You turn, finally meeting his eyes. They're the same ones that used to sparkle when you brought him wildflowers. Now they're red-rimmed. Guilty.
"You watched me get torn apart," you say, voice low. “For years. Not once. Not twice. Every damn day.”
He swallows hard. “I was scared.”
He looks at you then—not like you're some broken thing he wants to fix, but like someone he misses. Truly, achingly. Like he’s been walking around half-alive and only just found the part of him he lost.
“I never stopped—” His voice cracks. “You were my best friend. My only real one. I just... I got so caught up trying to be liked. Trying to be safe.”
You’re quiet for a long time.
Then, without thinking, you say it.
“You could’ve been safe with me.”
After that, he doesn’t push.
An extra juice box left beside your locker. A sticky note on your desk that says “math test Friday” in familiar chicken-scratch. Someone tripping in the hallway only for Elian to be at your side a second later, ready to fight whoever touched you—until he realizes you handled it first.

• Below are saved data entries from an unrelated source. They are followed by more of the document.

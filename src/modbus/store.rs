use async_trait::async_trait;
use log::debug;
use tokio::sync::RwLock;

use crate::utils::error::SimulationError;

/// Destination of simulated register values.
#[async_trait]
pub trait RegisterStore: Send + Sync {
    async fn write_holding_register(&self, address: u16, value: u16) -> Result<(), SimulationError>;
}

/// In-memory holding registers shared between the simulation and the
/// Modbus TCP server.
pub struct HoldingRegisterBank {
    registers: RwLock<Vec<u16>>,
}

impl HoldingRegisterBank {
    pub fn new(size: u16) -> Self {
        Self {
            registers: RwLock::new(vec![0; usize::from(size)]),
        }
    }

    pub async fn size(&self) -> usize {
        self.registers.read().await.len()
    }

    pub async fn read_holding_registers(
        &self,
        start: u16,
        count: u16,
    ) -> Result<Vec<u16>, SimulationError> {
        let registers = self.registers.read().await;
        let range = Self::checked_range(registers.len(), start, count)?;
        Ok(registers[range].to_vec())
    }

    pub async fn write_holding_registers(
        &self,
        start: u16,
        values: &[u16],
    ) -> Result<(), SimulationError> {
        let count = u16::try_from(values.len()).map_err(|_| SimulationError::IllegalAddress(start))?;
        let mut registers = self.registers.write().await;
        let range = Self::checked_range(registers.len(), start, count)?;
        registers[range].copy_from_slice(values);
        Ok(())
    }

    fn checked_range(
        len: usize,
        start: u16,
        count: u16,
    ) -> Result<std::ops::Range<usize>, SimulationError> {
        let begin = usize::from(start);
        let end = begin + usize::from(count);
        if end > len {
            let first_bad = u16::try_from(begin.max(len)).unwrap_or(u16::MAX);
            return Err(SimulationError::IllegalAddress(first_bad));
        }
        Ok(begin..end)
    }
}

#[async_trait]
impl RegisterStore for HoldingRegisterBank {
    async fn write_holding_register(&self, address: u16, value: u16) -> Result<(), SimulationError> {
        let mut registers = self.registers.write().await;
        match registers.get_mut(usize::from(address)) {
            Some(slot) => {
                *slot = value;
                debug!("📝 HR[{}] = {}", address, value);
                Ok(())
            }
            None => Err(SimulationError::IllegalAddress(address)),
        }
    }
}

#[cfg(test)]
mod tests {
    use super::*;

    #[tokio::test]
    async fn test_write_and_read_back() {
        let bank = HoldingRegisterBank::new(8);
        bank.write_holding_register(0, 42).await.unwrap();
        bank.write_holding_register(7, 99).await.unwrap();
        bank.write_holding_registers(2, &[5, 6]).await.unwrap();

        assert_eq!(
            bank.read_holding_registers(0, 8).await.unwrap(),
            vec![42, 0, 5, 6, 0, 0, 0, 99]
        );
    }

    #[tokio::test]
    async fn test_out_of_range_access_rejected() {
        let bank = HoldingRegisterBank::new(4);
        assert!(matches!(
            bank.write_holding_register(4, 1).await,
            Err(SimulationError::IllegalAddress(4))
        ));
        assert!(bank.read_holding_registers(3, 2).await.is_err());
        assert!(bank.write_holding_registers(2, &[1, 2, 3]).await.is_err());
        assert_eq!(bank.read_holding_registers(0, 4).await.unwrap(), vec![0; 4]);
    }
}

But when you sit down at lunch one day and find him already at your usual spot, tray untouched, hands clenched in his lap, waiting—you pause.
Just once, he smiles. A little lopsided. A little broken.
But your leg brushes his under the table, and this time, you don’t pull away.
You still snap at him some days. Still storm out when something hits too close. You still hate the way he flinches sometimes—like he's expecting the worst from you.
And he still cries sometimes. Not in front of you, but you hear it in the way he says “I’m sorry” like it’s the only thing keeping him from falling apart.
He doesn’t ask for forgiveness. He just stays.
And maybe… maybe that’s enough for now.
Because there’s a quiet night—late spring, air smelling like rain—where you’re sitting on the hood of his mom’s car, both of you staring at the stars like you used to, and he whispers—
You don’t answer right away.
But you lean your head on his shoulder.
And it’s the first time he doesn’t cry when you touch him.